EX-5.1 3 dex51.htm OPINION & CONSENT OF BROBECK, PHLEGER & HARRISON Prepared by R.R. Donnelley Financial -- Opinion & Consent of Brobeck, Phleger & Harrison
EXHIBIT 5.1
 
OPINION AND CONSENT OF BROBECK, PHLEGER & HARRISON LLP
 
June 20, 2002
 
Broadcom Corporation
16215 Alton Parkway
Irvine, California 92618
 
Re:    Broadcom Corporation Registration Statement on Form S-8
 
 
Ladies and Gentlemen:
 
We have acted as counsel to Broadcom Corporation, a California corporation (the “Company”) in connection with the registration on Form S-8 (the “Registration Statement”) under the Securities Act of 1933, as amended (the “Act”), of an aggregate of 29,731,243 shares of the Company’s Class A Common Stock, $.0001 par value (the “Shares”) issuable under (i) the Broadcom Corporation 1998 Stock Incentive Plan, as amended and restated (the “Broadcom Incentive Plan”), (ii) the Broadcom Corporation 1998 Employee Stock Purchase Plan, as amended and restated (the “Broadcom Employee Stock Purchase Plan” and, together with the Broadcom Incentive Plan, the “Broadcom Plans”) and (iii) the outstanding options under the Mobilink Telecom, Inc. 1997 Stock Option Plan as assumed by Broadcom (the “Mobilink Plan”), including the additional shares of the Company’s Class A Common Stock issuable under those assumed options pursuant to the earn-out provisions of the Merger Agreement and Plan of Reorganization dated April 8, 2002 among the Company, Mobilink Telecom, Inc. and the other signatories thereto (the “Merger Agreement”).
 
This opinion is being furnished in accordance with the requirements of Item 8 of Form S-8 and Item 601(b)(5)(i) of Regulation S-K.
 
We have reviewed the Company’s charter documents and the corporate proceedings taken by the Company in connection with the assumption of the Mobilink Plan and the options outstanding thereunder and the establishment and amendment of the Broadcom Plans.

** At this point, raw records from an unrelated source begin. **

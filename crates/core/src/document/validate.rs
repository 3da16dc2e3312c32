//! Document invariant checks.
//!
//! Pure functions over already-loaded documents; the service calls them
//! before every write and commits only if all of them pass.
use tracing::debug;

use super::model::Document;
use crate::config::KbConfig;
use crate::error::{KbError, KbResult};

const FORBIDDEN_SLUG_CHARS: &[char] = &['/', '?', '#', '%'];
const FORBIDDEN_TITLE_CHARS: &[char] = &['[', ']', '|'];

/// Validate that a document has usable title, slug and locale values.
pub fn validate_document_fields(title: &str, slug: &str, locale: &str) -> KbResult<()> {
    if title.trim().is_empty() {
        return Err(KbError::invariant("document title cannot be empty"));
    }
    if title.trim() != title {
        return Err(KbError::invariant(format!(
            "document title {title:?} has leading or trailing whitespace"
        )));
    }
    // Titles are written into `REDIRECT [[...]]` markers and must read back unchanged.
    if title
        .chars()
        .any(|c| c.is_control() || FORBIDDEN_TITLE_CHARS.contains(&c))
    {
        return Err(KbError::invariant(format!(
            "document title {title:?} contains a control character or one of [ ] |"
        )));
    }
    if slug.is_empty() {
        return Err(KbError::invariant("document slug cannot be empty"));
    }
    if slug
        .chars()
        .any(|c| c.is_whitespace() || FORBIDDEN_SLUG_CHARS.contains(&c))
    {
        return Err(KbError::invariant(format!(
            "document slug {slug:?} contains whitespace or one of / ? # %"
        )));
    }
    if locale.is_empty() {
        return Err(KbError::invariant("document locale cannot be empty"));
    }
    Ok(())
}

pub fn is_template_title(title: &str, config: &KbConfig) -> bool {
    title.starts_with(&config.template_title_prefix)
}

/// Decide `is_localizable` for a document in `locale`.
///
/// Only default-locale documents may be localizable; asking for it anywhere
/// else is an error, leaving it unspecified yields false.
pub fn resolve_localizable(
    locale: &str,
    requested: Option<bool>,
    config: &KbConfig,
) -> KbResult<bool> {
    let is_default = locale == config.default_locale;
    match requested {
        Some(true) if !is_default => Err(KbError::invariant(format!(
            "only {} documents can be localizable, not {locale}",
            config.default_locale
        ))),
        Some(value) => Ok(value),
        None => Ok(is_default),
    }
}

/// A document with translations must stay localizable.
pub fn check_localizable_with_translations(
    doc: &Document,
    is_localizable: bool,
    translation_count: usize,
) -> KbResult<()> {
    if !is_localizable && translation_count > 0 {
        return Err(KbError::invariant(format!(
            "document {:?} has {translation_count} translations but is not localizable",
            doc.title
        )));
    }
    Ok(())
}

/// Check that `parent` can take a translation into `locale`.
pub fn check_parent(parent: &Document, locale: &str) -> KbResult<()> {
    if parent.is_translation() {
        return Err(KbError::invariant(format!(
            "document {:?} is itself a translation and cannot be a parent",
            parent.title
        )));
    }
    if !parent.is_localizable {
        return Err(KbError::invariant(format!(
            "parent {:?} is not localizable",
            parent.title
        )));
    }
    if parent.locale == locale {
        return Err(KbError::invariant(format!(
            "a translation must not share its parent's locale {locale}"
        )));
    }
    Ok(())
}

/// Copy category and archival state from the parent ("parent wins").
///
/// Returns true when a differing value on the translation was overridden.
pub fn inherit_from_parent(doc: &mut Document, parent: &Document) -> bool {
    let overridden = doc.category != parent.category || doc.is_archived != parent.is_archived;
    if overridden {
        debug!(
            document_id = %doc.id,
            parent_id = %parent.id,
            "translation category/archival overridden by parent"
        );
    }
    doc.category = parent.category;
    doc.is_archived = parent.is_archived;
    overridden
}

#[cfg(test)]
mod tests {
    use super::*;
    use crate::document::{Category, DocumentId};
    use chrono::Utc;

    fn doc(id: i64, locale: &str) -> Document {
        Document {
            id: DocumentId(id),
            title: format!("Doc {id}"),
            slug: format!("doc-{id}"),
            locale: locale.into(),
            category: Category::HowTo,
            is_archived: false,
            is_template: false,
            is_localizable: locale == "en-US",
            parent_id: None,
            current_revision_id: None,
            latest_localizable_revision_id: None,
            html: String::new(),
            contributors: Default::default(),
            created_at: Utc::now(),
            updated_at: Utc::now(),
        }
    }

    #[test]
    fn rejects_bad_fields() {
        assert!(validate_document_fields("", "foo", "en-US").is_err());
        assert!(validate_document_fields("Foo", "", "en-US").is_err());
        assert!(validate_document_fields("Foo", "a/b", "en-US").is_err());
        assert!(validate_document_fields("Foo", "a b", "en-US").is_err());
        assert!(validate_document_fields("Foo", "foo", "").is_err());
        assert!(validate_document_fields("Foo", "foo", "en-US").is_ok());
    }

    #[test]
    fn rejects_titles_a_redirect_cannot_hold() {
        let unusable = ["Tabs | Windows", "[[Foo]]", "Foo]", "a [b] c", "Bar ", " Bar", "Two\nlines"];
        for title in unusable {
            assert!(
                matches!(
                    validate_document_fields(title, "foo", "en-US"),
                    Err(KbError::InvariantViolation(_))
                ),
                "{title:?} should be rejected"
            );
        }
        assert!(validate_document_fields("x = y (Firefox 3.6)", "foo", "en-US").is_ok());
    }

    #[test]
    fn localizable_only_in_default_locale() {
        let config = KbConfig::default();
        assert!(resolve_localizable("en-US", None, &config).unwrap());
        assert!(!resolve_localizable("de", None, &config).unwrap());
        assert!(!resolve_localizable("de", Some(false), &config).unwrap());
        assert!(matches!(
            resolve_localizable("de", Some(true), &config),
            Err(KbError::InvariantViolation(_))
        ));
    }

    #[test]
    fn translated_document_stays_localizable() {
        let d = doc(1, "en-US");
        assert!(check_localizable_with_translations(&d, false, 2).is_err());
        assert!(check_localizable_with_translations(&d, false, 0).is_ok());
        assert!(check_localizable_with_translations(&d, true, 2).is_ok());
    }

    #[test]
    fn parent_must_be_localizable_origin() {
        let mut parent = doc(1, "en-US");
        assert!(check_parent(&parent, "de").is_ok());
        assert!(check_parent(&parent, "en-US").is_err());

        parent.is_localizable = false;
        assert!(check_parent(&parent, "de").is_err());

        let mut translation = doc(2, "fr");
        translation.parent_id = Some(DocumentId(1));
        assert!(check_parent(&translation, "de").is_err());
    }

    #[test]
    fn parent_wins_on_category_and_archival() {
        let mut parent = doc(1, "en-US");
        parent.category = Category::Troubleshooting;
        parent.is_archived = true;
        let mut translation = doc(2, "de");

        assert!(inherit_from_parent(&mut translation, &parent));
        assert_eq!(translation.category, Category::Troubleshooting);
        assert!(translation.is_archived);
        assert!(!inherit_from_parent(&mut translation, &parent));
    }
}
//! Redirect marker helpers.
//!
//! A redirect stub's content is exactly `REDIRECT [[Target title]]`,
//! optionally surrounded by whitespace.
use crate::lexer::{tokenize, Token};

const REDIRECT_KEYWORD: &str = "REDIRECT";

/// Build the canned content of a redirect stub pointing at `title`.
pub fn redirect_content(title: &str) -> String {
    format!("{REDIRECT_KEYWORD} [[{title}]]")
}

/// Return the target title if `content` is a redirect marker.
pub fn parse_redirect(content: &str) -> Option<String> {
    let rest = content.trim().strip_prefix(REDIRECT_KEYWORD)?;
    if !rest.starts_with(char::is_whitespace) {
        return None;
    }

    let tokens: Vec<Token> = tokenize(rest.trim_start())
        .ok()?
        .into_iter()
        .map(|t| t.token)
        .collect();
    match tokens.as_slice() {
        [Token::LinkOpen, inner @ .., Token::LinkClose, Token::Eof]
            if !inner.contains(&Token::Pipe) =>
        {
            let title: String = inner.iter().map(Token::to_string).collect();
            let title = title.trim();
            (!title.is_empty()).then(|| title.to_string())
        }
        _ => None,
    }
}

#[cfg(test)]
mod tests {
    use super::*;

    #[test]
    fn content_round_trips_through_parser() {
        let content = redirect_content("Clear your cache");
        assert_eq!(content, "REDIRECT [[Clear your cache]]");
        assert_eq!(parse_redirect(&content).as_deref(), Some("Clear your cache"));
    }

    #[test]
    fn titles_with_equals_signs_survive() {
        let content = redirect_content("x = y");
        assert_eq!(parse_redirect(&content).as_deref(), Some("x = y"));
    }

    #[test]
    fn tolerates_surrounding_whitespace() {
        assert_eq!(
            parse_redirect("  REDIRECT   [[Foo]]\n").as_deref(),
            Some("Foo")
        );
    }

    #[test]
    fn ordinary_content_is_not_a_redirect() {
        assert_eq!(parse_redirect("Open the menu."), None);
        assert_eq!(parse_redirect("REDIRECTED [[Foo]]"), None);
        assert_eq!(parse_redirect("REDIRECT [[Foo]] and more"), None);
        assert_eq!(parse_redirect("REDIRECT [[Foo|label]]"), None);
        assert_eq!(parse_redirect("REDIRECT [[  ]]"), None);
    }
}
use axum::{
    extract::{
        ws::{Message, WebSocket, WebSocketUpgrade},
        State,
    },
    response::Response,
    routing::get,
    Router,
};
use kb_core::events::DocumentChanged;
use tokio::sync::broadcast::{self, error::RecvError};

use crate::state::AppState;

/// Live `DocumentChanged` stream over a websocket.
pub fn routes() -> Router<AppState> {
    Router::new().route("/v1/listen", get(listen))
}

async fn listen(ws: WebSocketUpgrade, State(state): State<AppState>) -> Response {
    let events = state.service().events().subscribe();
    ws.on_upgrade(move |socket| stream_events(socket, events))
}

async fn stream_events(mut socket: WebSocket, mut events: broadcast::Receiver<DocumentChanged>) {
    loop {
        match events.recv().await {
            Ok(event) => {
                let text = match serde_json::to_string(&event) {
                    Ok(text) => text,
                    Err(err) => {
                        tracing::error!(error = %err, "failed to serialize document event");
                        continue;
                    }
                };
                if socket.send(Message::Text(text.into())).await.is_err() {
                    break;
                }
            }
            Err(RecvError::Lagged(skipped)) => {
                tracing::warn!(skipped, "listener lagged behind the event bus");
            }
            Err(RecvError::Closed) => break,
        }
    }
    tracing::debug!("listener disconnected");
}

Based on such review, we are of the opinion that if, as and when the Shares are issued and sold (and the consideration therefor received) pursuant to (a) the provisions of option agreements duly authorized under the Mobilink Plan (as may be adjusted by the earn-out provisions of the Merger Agreement) or the Broadcom Incentive Plan and in accordance with the Registration Statement, (b) duly authorized direct stock issuances under the Broadcom Incentive Plan and in accordance with the Registration Statement, or (c) duly authorized stock purchases under the Broadcom Employee Stock Purchase Plan and in accordance with the Registration Statement, such Shares will be duly authorized, legally issued, fully paid and nonassessable.
 
We consent to the filing of this opinion letter as Exhibit 5.1 to the Registration Statement. In giving this consent, we do not thereby admit that we are within the category of persons whose consent is required under Section 7 of the Act, the rules and regulations of the Securities and Exchange Commission promulgated thereunder, or Item 509 of Regulation S-K.


 
This opinion letter is rendered as of the date first written above and we disclaim any obligation to advise you of facts, circumstances, events or developments which hereafter may be brought to our attention and which may alter, affect or modify the opinion expressed herein. Our opinion is expressly limited to the matters set forth above and we render no opinion, whether by implication or otherwise, as to any other matters relating to the Company, the assumed Mobilink Plan, the Broadcom Plans or the Shares.